▶ ASSIGNMENT:
For the word "with", return each line of the data in which it occurs.

▶ INPUT DATA:

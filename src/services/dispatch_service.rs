use chrono::{DateTime, FixedOffset, Utc};
use sqlx::{QueryBuilder, Sqlite, SqliteConnection, SqlitePool};

use crate::error::{Error, Result};
use crate::models::request_for_tutor::RequestForTutor;
use crate::models::request_sms::{NewRequestSms, RequestSms, RequestSmsLink};
use crate::services::sms_gateway::SmsSender;
use crate::utils::phone::convert_to_international_format;
use crate::utils::time::now;

/// Records of outbound request SMSes and the requests each one covers.
#[derive(Clone)]
pub struct DispatchService {
    pool: SqlitePool,
}

impl DispatchService {
    pub fn new(pool: SqlitePool) -> Self {
        Self { pool }
    }

    pub async fn create(&self, new: NewRequestSms) -> Result<RequestSms> {
        let mut conn = self.pool.acquire().await?;
        insert_dispatch(&mut *conn, &new).await
    }

    pub async fn get(&self, id: i64) -> Result<RequestSms> {
        sqlx::query_as::<_, RequestSms>("SELECT * FROM request_sms WHERE id = ?")
            .bind(id)
            .fetch_optional(&self.pool)
            .await?
            .ok_or_else(|| Error::NotFound(format!("Request SMS {} not found", id)))
    }

    pub async fn link_requests(&self, request_sms_id: i64, request_ids: &[i64]) -> Result<()> {
        let mut tx = self.pool.begin().await?;
        link(&mut *tx, request_sms_id, request_ids).await?;
        tx.commit().await?;
        Ok(())
    }

    pub async fn requests_for(&self, request_sms_id: i64) -> Result<Vec<RequestForTutor>> {
        let requests = sqlx::query_as::<_, RequestForTutor>(
            r#"
            SELECT r.* FROM requests_for_tutor r
            JOIN request_sms_requests l ON l.request_id = r.id
            WHERE l.request_sms_id = ?
            ORDER BY r.id
            "#,
        )
        .bind(request_sms_id)
        .fetch_all(&self.pool)
        .await?;
        Ok(requests)
    }

    pub async fn outstanding_for_number(
        &self,
        mobile_number: &str,
        since: DateTime<Utc>,
    ) -> Result<Vec<RequestSms>> {
        let mut conn = self.pool.acquire().await?;
        outstanding_for_number(&mut *conn, mobile_number, since).await
    }

    pub async fn record_response(
        &self,
        request_sms_id: i64,
        text: &str,
        timestamp: DateTime<FixedOffset>,
        message_id: Option<&str>,
    ) -> Result<bool> {
        let mut conn = self.pool.acquire().await?;
        record_response(&mut *conn, request_sms_id, text, timestamp, message_id).await
    }

    /// Stores the provider's delivery report. Returns how many dispatches carried `message_id`.
    pub async fn record_delivery_status(&self, message_id: &str, status_code: &str) -> Result<u64> {
        let status = delivery_status_label(status_code);
        let result = sqlx::query("UPDATE request_sms SET delivery_status = ? WHERE message_id = ?")
            .bind(status)
            .bind(message_id)
            .execute(&self.pool)
            .await?;

        if result.rows_affected() == 0 {
            tracing::warn!(message_id, status_code, "delivery status for unknown message");
        } else {
            tracing::info!(message_id, status, "delivery status recorded");
        }
        Ok(result.rows_affected())
    }

    /// Texts the tutor about the given requests and records the dispatch with its links.
    pub async fn send_request_sms<S: SmsSender>(
        &self,
        sender: &S,
        tutor_id: i64,
        request_ids: &[i64],
    ) -> Result<(RequestSms, Vec<RequestForTutor>)> {
        let mut request_ids = request_ids.to_vec();
        request_ids.sort_unstable();
        request_ids.dedup();
        if request_ids.is_empty() {
            return Err(Error::BadRequest("At least one request is required".into()));
        }

        let mobile: String = sqlx::query_scalar("SELECT mobile FROM tutors WHERE id = ?")
            .bind(tutor_id)
            .fetch_optional(&self.pool)
            .await?
            .ok_or_else(|| Error::NotFound(format!("Tutor {} not found", tutor_id)))?;
        let mobile_number = convert_to_international_format(&mobile);

        let lines = request_lines(&self.pool, &request_ids).await?;
        if lines.len() != request_ids.len() {
            return Err(Error::NotFound(format!(
                "Some of the requests {:?} do not exist",
                request_ids
            )));
        }
        let text = compose_request_text(
            &lines
                .iter()
                .map(|(_, subject, code)| (subject.as_str(), code.as_str()))
                .collect::<Vec<_>>(),
        );

        let message_id = sender.send(&mobile_number, &text).await?;

        let mut tx = self.pool.begin().await?;
        let dispatch = insert_dispatch(
            &mut *tx,
            &NewRequestSms {
                tutor_id,
                mobile_number,
                message_id,
            },
        )
        .await?;
        let ids: Vec<i64> = lines.iter().map(|(id, _, _)| *id).collect();
        link(&mut *tx, dispatch.id, &ids).await?;
        tx.commit().await?;

        let requests = self.requests_for(dispatch.id).await?;
        Ok((dispatch, requests))
    }
}

async fn insert_dispatch(conn: &mut SqliteConnection, new: &NewRequestSms) -> Result<RequestSms> {
    let dispatch = sqlx::query_as::<_, RequestSms>(
        r#"
        INSERT INTO request_sms (tutor_id, mobile_number, message_id, delivery_status, created_at)
        VALUES (?, ?, ?, 'unknown', ?)
        RETURNING *
        "#,
    )
    .bind(new.tutor_id)
    .bind(convert_to_international_format(&new.mobile_number))
    .bind(&new.message_id)
    .bind(now())
    .fetch_one(&mut *conn)
    .await?;

    tracing::info!(
        request_sms_id = dispatch.id,
        tutor_id = dispatch.tutor_id,
        mobile_number = %dispatch.mobile_number,
        message_id = %dispatch.message_id,
        "request SMS recorded"
    );
    Ok(dispatch)
}

async fn link(conn: &mut SqliteConnection, request_sms_id: i64, request_ids: &[i64]) -> Result<()> {
    for request_id in request_ids {
        sqlx::query(
            "INSERT OR IGNORE INTO request_sms_requests (request_sms_id, request_id) VALUES (?, ?)",
        )
        .bind(request_sms_id)
        .bind(request_id)
        .execute(&mut *conn)
        .await
        .map_err(Error::from)
        .map_err(|e| {
            if e.is_foreign_key_violation() {
                Error::NotFound(format!(
                    "Request SMS {} or request {} not found",
                    request_sms_id, request_id
                ))
            } else {
                e
            }
        })?;
    }
    Ok(())
}

/// Unanswered dispatches to `mobile_number` created at or after `since`, oldest first.
pub(crate) async fn outstanding_for_number(
    conn: &mut SqliteConnection,
    mobile_number: &str,
    since: DateTime<Utc>,
) -> Result<Vec<RequestSms>> {
    let rows = sqlx::query_as::<_, RequestSms>(
        r#"
        SELECT * FROM request_sms
        WHERE mobile_number = ?
          AND created_at >= ?
          AND response_text IS NULL
        ORDER BY created_at, id
        "#,
    )
    .bind(mobile_number)
    .bind(since)
    .fetch_all(&mut *conn)
    .await?;
    Ok(rows)
}

pub(crate) async fn links_for(
    conn: &mut SqliteConnection,
    request_sms_ids: &[i64],
) -> Result<Vec<RequestSmsLink>> {
    if request_sms_ids.is_empty() {
        return Ok(Vec::new());
    }

    let mut builder: QueryBuilder<Sqlite> = QueryBuilder::new(
        r#"
        SELECT l.request_sms_id, l.request_id, r.code
        FROM request_sms_requests l
        JOIN requests_for_tutor r ON r.id = l.request_id
        WHERE l.request_sms_id IN ("#,
    );
    let mut separated = builder.separated(", ");
    for id in request_sms_ids {
        separated.push_bind(*id);
    }
    separated.push_unseparated(") ORDER BY l.request_sms_id, l.request_id");

    let links = builder
        .build_query_as::<RequestSmsLink>()
        .fetch_all(&mut *conn)
        .await?;
    Ok(links)
}

/// Sets the response only while none is recorded, so a dispatch is answered at most once.
pub(crate) async fn record_response(
    conn: &mut SqliteConnection,
    request_sms_id: i64,
    text: &str,
    timestamp: DateTime<FixedOffset>,
    message_id: Option<&str>,
) -> Result<bool> {
    let result = sqlx::query(
        r#"
        UPDATE request_sms
        SET response_text = ?, response_timestamp = ?, response_message_id = ?
        WHERE id = ? AND response_text IS NULL
        "#,
    )
    .bind(text)
    .bind(timestamp)
    .bind(message_id)
    .bind(request_sms_id)
    .execute(&mut *conn)
    .await?;
    Ok(result.rows_affected() == 1)
}

async fn request_lines(pool: &SqlitePool, request_ids: &[i64]) -> Result<Vec<(i64, String, String)>> {
    let mut builder: QueryBuilder<Sqlite> = QueryBuilder::new(
        r#"
        SELECT r.id, s.name, r.code
        FROM requests_for_tutor r
        JOIN subjects s ON s.id = r.subject_id
        WHERE r.id IN ("#,
    );
    let mut separated = builder.separated(", ");
    for id in request_ids {
        separated.push_bind(*id);
    }
    separated.push_unseparated(") ORDER BY r.id");

    let rows = builder
        .build_query_as::<(i64, String, String)>()
        .fetch_all(pool)
        .await?;
    Ok(rows)
}

/// Body of a request SMS: one `subject (code)` entry per request plus reply instructions.
pub fn compose_request_text(entries: &[(&str, &str)]) -> String {
    let listed = entries
        .iter()
        .map(|(subject, code)| format!("{} (code {})", subject, code))
        .collect::<Vec<_>>()
        .join(", ");
    let noun = if entries.len() == 1 { "request" } else { "requests" };
    format!(
        "New tutoring {}: {}. Reply with the code and YES to accept or NO to decline.",
        noun, listed
    )
}

/// Maps a Clickatell message status code to the label stored in `delivery_status`.
pub fn delivery_status_label(code: &str) -> &'static str {
    match code.trim() {
        "001" => "unknown",
        "002" => "queued",
        "003" => "gateway",
        "004" => "delivered",
        "005" => "error",
        "006" => "user_cancelled",
        "007" => "failed",
        "009" => "routing_error",
        "010" => "expired",
        "011" => "scheduled",
        "012" => "out_of_credit",
        "013" => "cancelled",
        "014" => "limit_exceeded",
        _ => "unknown",
    }
}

▶ ANSWER TO THE PROBLEM:
    /// Texts the tutor about the given requests and records the dispatch with its links.
        "New tutoring {}: {}. Reply with the code and YES to accept or NO to decline.",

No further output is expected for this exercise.